(Data records Opens)

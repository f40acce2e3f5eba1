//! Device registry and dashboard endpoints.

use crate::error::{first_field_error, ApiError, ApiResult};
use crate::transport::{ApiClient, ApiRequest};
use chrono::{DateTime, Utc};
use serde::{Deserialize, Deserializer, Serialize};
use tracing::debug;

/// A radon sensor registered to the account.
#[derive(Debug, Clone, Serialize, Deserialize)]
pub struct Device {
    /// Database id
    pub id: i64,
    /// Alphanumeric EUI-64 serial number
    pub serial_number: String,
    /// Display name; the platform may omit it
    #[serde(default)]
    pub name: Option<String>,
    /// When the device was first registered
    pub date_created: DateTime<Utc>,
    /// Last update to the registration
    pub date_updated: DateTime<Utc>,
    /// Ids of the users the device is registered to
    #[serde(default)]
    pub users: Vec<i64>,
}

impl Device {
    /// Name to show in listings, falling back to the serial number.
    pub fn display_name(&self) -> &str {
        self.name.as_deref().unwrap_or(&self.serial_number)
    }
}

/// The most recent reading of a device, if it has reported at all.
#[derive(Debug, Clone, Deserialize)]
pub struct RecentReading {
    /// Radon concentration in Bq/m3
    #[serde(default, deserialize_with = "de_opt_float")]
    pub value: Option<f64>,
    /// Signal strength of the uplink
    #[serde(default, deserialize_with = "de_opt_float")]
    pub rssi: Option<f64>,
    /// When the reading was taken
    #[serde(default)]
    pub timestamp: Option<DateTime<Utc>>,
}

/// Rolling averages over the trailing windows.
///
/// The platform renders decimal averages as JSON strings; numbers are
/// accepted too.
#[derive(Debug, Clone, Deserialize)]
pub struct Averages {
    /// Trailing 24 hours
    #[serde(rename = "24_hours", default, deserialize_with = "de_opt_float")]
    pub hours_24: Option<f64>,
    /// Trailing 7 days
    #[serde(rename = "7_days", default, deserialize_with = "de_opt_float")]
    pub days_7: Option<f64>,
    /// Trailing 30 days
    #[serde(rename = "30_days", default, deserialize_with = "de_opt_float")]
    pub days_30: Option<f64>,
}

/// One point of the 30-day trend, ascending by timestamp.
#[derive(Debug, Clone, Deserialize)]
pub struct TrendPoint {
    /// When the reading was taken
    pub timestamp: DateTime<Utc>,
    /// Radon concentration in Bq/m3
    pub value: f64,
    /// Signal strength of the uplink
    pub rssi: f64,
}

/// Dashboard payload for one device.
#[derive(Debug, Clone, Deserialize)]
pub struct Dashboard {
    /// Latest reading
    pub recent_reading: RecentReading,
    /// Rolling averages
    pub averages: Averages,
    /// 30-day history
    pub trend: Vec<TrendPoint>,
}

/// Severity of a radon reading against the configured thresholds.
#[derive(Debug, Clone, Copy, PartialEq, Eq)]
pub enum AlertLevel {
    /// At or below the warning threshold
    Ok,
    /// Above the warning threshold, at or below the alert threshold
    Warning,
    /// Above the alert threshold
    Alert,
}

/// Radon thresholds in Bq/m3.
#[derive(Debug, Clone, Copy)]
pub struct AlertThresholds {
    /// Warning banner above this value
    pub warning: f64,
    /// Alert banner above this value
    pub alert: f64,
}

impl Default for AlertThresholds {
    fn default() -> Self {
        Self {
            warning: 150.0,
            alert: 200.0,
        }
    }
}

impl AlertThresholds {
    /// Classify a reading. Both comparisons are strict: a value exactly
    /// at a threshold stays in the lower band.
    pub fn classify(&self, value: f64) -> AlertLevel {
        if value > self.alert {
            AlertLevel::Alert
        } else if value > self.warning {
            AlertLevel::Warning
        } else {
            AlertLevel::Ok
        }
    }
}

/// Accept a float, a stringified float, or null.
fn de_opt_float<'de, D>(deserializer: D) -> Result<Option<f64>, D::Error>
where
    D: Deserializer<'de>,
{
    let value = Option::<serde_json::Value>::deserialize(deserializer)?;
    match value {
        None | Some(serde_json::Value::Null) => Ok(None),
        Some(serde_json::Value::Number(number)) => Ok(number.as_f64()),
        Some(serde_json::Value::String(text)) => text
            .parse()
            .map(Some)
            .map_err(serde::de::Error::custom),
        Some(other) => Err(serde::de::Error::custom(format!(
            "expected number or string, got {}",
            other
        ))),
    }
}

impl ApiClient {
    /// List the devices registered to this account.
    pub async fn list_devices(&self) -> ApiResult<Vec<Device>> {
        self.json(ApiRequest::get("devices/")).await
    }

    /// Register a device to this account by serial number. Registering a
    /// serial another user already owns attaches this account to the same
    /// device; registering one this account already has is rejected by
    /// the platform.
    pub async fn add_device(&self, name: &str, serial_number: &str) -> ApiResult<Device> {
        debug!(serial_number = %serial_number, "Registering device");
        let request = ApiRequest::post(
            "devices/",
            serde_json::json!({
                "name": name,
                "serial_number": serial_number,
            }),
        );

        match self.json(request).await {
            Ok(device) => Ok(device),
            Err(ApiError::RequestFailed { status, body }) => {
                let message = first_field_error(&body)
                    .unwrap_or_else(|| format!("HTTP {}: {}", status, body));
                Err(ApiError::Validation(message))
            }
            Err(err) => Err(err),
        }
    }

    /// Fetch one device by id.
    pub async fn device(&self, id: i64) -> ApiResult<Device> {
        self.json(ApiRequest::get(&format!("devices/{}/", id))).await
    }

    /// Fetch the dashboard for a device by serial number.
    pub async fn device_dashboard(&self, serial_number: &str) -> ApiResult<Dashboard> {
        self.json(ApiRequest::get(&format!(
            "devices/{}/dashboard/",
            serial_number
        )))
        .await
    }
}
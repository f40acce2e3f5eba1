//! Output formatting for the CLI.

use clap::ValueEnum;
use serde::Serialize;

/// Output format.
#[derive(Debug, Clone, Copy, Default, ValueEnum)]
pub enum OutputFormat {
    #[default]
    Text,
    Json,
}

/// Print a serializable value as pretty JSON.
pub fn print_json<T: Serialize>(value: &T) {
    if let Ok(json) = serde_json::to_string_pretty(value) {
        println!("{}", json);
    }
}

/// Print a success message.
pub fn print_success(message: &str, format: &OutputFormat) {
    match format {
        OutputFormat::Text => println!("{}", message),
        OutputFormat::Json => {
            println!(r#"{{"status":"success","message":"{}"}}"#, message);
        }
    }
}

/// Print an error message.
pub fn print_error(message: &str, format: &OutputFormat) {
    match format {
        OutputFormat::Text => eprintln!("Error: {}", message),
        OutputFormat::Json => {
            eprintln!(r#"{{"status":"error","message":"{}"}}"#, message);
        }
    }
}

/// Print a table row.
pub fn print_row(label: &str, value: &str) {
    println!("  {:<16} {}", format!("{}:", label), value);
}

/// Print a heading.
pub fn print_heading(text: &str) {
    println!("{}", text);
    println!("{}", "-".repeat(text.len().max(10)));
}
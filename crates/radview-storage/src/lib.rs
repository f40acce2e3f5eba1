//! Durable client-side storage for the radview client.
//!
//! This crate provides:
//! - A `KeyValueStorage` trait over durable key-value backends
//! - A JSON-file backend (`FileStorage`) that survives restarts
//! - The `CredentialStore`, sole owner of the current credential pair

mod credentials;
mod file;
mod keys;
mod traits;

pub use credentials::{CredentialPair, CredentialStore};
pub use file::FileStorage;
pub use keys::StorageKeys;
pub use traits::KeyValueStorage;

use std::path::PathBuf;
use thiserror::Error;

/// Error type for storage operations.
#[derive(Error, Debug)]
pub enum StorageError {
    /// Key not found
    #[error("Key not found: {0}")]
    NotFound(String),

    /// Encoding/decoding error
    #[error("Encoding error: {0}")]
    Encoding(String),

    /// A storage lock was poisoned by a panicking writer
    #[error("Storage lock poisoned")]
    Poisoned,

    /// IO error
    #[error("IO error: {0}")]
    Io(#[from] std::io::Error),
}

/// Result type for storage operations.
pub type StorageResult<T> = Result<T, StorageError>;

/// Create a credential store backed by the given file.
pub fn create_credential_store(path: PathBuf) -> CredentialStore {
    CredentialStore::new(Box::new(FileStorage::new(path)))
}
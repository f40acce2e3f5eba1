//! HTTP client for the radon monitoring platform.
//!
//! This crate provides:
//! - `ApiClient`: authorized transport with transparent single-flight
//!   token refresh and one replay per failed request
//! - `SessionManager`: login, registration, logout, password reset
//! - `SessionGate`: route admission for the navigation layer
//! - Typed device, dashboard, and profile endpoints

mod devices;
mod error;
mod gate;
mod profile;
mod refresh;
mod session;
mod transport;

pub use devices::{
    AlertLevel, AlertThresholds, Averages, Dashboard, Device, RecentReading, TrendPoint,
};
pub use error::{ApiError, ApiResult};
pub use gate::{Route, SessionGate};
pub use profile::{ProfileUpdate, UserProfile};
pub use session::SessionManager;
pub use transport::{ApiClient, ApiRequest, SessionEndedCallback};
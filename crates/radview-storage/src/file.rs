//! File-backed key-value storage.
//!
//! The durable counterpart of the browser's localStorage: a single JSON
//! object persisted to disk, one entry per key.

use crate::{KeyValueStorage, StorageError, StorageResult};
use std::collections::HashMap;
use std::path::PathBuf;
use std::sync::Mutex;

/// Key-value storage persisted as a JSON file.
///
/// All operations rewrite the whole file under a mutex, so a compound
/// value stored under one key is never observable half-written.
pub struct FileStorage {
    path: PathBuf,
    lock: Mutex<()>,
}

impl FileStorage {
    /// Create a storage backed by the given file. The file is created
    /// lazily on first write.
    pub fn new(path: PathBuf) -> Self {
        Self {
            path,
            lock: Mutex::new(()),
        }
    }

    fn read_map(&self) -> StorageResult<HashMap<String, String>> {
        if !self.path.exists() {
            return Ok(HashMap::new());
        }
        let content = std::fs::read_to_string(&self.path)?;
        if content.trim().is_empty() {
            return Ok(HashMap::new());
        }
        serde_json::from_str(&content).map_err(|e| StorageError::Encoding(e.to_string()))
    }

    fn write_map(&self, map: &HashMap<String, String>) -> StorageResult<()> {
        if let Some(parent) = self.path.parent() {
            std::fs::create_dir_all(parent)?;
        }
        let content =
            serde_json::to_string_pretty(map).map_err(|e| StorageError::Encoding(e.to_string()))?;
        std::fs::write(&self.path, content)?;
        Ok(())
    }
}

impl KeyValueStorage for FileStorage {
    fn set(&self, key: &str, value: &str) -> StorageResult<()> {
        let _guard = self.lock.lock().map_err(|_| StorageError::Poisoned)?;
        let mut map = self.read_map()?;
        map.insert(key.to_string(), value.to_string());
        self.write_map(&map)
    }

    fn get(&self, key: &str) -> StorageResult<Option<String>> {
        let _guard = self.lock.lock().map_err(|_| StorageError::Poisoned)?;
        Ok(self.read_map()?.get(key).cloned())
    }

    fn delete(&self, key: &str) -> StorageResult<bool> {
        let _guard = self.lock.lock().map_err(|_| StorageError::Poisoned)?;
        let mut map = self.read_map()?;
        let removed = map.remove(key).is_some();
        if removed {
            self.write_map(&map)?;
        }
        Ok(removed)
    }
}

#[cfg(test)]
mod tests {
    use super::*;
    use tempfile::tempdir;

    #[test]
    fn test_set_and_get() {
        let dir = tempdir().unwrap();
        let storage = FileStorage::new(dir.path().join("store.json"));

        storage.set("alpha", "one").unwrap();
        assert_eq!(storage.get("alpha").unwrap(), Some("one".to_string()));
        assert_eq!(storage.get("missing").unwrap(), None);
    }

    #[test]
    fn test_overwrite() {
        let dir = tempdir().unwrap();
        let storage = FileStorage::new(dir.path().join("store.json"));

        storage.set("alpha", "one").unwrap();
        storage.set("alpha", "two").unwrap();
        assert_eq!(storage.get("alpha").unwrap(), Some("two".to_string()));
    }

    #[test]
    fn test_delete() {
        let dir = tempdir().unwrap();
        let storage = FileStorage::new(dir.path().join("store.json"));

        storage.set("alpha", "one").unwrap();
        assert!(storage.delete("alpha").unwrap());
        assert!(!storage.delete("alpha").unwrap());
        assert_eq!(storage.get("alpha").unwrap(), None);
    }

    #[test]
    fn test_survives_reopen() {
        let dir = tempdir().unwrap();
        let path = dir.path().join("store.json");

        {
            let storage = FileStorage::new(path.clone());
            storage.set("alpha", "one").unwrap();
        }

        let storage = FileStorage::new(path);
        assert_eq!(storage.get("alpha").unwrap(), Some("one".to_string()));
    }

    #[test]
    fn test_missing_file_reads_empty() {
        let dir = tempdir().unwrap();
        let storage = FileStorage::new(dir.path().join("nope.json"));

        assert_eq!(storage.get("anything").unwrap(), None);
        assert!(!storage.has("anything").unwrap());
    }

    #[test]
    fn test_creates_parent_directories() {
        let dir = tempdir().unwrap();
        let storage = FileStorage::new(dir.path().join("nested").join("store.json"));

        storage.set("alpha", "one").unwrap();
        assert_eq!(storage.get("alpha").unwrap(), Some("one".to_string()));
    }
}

(Data records Closes)

Assigned task
Locate the word "platform" in the data above. Copy every line carrying it.

Exercise output
    /// Display name; the platform may omit it
/// The platform renders decimal averages as JSON strings; numbers are
    /// the platform.
//! HTTP client for the radon monitoring platform.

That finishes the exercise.